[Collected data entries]
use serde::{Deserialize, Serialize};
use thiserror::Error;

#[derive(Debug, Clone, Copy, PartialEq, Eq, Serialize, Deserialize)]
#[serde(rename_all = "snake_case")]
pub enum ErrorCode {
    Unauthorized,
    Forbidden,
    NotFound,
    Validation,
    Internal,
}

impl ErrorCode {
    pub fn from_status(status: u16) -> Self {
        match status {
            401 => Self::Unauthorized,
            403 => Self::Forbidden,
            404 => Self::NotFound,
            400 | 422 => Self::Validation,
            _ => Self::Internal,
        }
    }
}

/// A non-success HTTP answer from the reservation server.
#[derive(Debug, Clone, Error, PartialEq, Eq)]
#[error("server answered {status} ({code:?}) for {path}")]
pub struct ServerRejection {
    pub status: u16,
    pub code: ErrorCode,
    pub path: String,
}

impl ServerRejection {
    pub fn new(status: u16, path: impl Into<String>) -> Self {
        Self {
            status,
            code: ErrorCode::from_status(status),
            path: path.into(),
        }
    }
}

==

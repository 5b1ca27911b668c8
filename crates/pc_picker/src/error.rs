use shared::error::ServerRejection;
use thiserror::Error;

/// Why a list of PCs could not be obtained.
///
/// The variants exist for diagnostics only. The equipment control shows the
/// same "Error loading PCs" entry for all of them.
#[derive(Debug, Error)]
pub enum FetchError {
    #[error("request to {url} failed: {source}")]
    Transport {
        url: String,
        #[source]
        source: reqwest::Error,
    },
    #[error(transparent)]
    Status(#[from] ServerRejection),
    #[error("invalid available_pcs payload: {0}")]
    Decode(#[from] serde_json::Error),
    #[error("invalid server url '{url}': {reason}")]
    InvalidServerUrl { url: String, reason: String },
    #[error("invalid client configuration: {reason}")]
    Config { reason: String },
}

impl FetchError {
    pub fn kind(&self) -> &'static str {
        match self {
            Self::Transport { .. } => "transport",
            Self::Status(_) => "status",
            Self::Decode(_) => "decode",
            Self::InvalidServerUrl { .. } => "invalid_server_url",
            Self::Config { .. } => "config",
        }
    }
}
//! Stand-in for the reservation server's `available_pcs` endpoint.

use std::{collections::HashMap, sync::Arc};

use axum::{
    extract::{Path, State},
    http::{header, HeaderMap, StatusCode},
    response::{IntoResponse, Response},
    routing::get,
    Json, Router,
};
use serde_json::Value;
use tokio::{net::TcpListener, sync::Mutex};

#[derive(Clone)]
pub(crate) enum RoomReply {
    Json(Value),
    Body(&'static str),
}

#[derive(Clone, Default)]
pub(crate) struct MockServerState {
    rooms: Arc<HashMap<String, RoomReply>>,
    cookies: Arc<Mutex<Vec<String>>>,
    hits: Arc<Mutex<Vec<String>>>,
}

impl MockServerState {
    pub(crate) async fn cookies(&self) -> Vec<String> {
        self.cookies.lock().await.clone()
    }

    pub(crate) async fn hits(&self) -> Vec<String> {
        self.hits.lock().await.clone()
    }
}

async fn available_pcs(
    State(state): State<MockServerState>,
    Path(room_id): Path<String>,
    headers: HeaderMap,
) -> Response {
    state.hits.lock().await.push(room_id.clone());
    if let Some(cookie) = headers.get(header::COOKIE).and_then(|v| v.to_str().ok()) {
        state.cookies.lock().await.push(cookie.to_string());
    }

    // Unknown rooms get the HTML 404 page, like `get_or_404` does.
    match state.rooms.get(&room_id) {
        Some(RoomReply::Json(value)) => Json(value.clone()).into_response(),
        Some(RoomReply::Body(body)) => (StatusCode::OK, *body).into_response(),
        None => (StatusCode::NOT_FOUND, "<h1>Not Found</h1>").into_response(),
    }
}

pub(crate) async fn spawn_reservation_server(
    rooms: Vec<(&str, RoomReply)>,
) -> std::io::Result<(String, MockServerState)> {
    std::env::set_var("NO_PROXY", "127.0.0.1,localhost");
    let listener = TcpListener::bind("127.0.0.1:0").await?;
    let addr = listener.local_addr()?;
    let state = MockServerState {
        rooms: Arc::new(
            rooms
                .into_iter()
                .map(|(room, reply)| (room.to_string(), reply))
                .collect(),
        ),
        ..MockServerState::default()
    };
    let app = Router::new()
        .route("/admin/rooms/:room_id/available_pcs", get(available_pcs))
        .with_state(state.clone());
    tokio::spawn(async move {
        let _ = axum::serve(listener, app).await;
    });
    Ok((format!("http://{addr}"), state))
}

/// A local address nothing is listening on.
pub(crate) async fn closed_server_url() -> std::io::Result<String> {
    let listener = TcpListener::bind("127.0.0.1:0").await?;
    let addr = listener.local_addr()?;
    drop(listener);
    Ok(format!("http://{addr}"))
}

* * *

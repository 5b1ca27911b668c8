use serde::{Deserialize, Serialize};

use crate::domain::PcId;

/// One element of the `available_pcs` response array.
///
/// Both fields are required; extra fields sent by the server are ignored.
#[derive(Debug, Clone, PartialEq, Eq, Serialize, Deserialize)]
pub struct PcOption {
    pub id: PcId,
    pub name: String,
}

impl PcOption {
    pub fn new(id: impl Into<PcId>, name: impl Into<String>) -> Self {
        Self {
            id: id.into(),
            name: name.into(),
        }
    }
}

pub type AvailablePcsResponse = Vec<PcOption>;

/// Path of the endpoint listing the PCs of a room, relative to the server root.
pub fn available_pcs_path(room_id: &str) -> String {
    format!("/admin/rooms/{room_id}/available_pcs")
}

**DIRECTIONS**
If a line of the entries holds the word "ErrorCode", copy it out.

**COMPLETED EXERCISE**
pub enum ErrorCode {
impl ErrorCode {
    pub code: ErrorCode,
            code: ErrorCode::from_status(status),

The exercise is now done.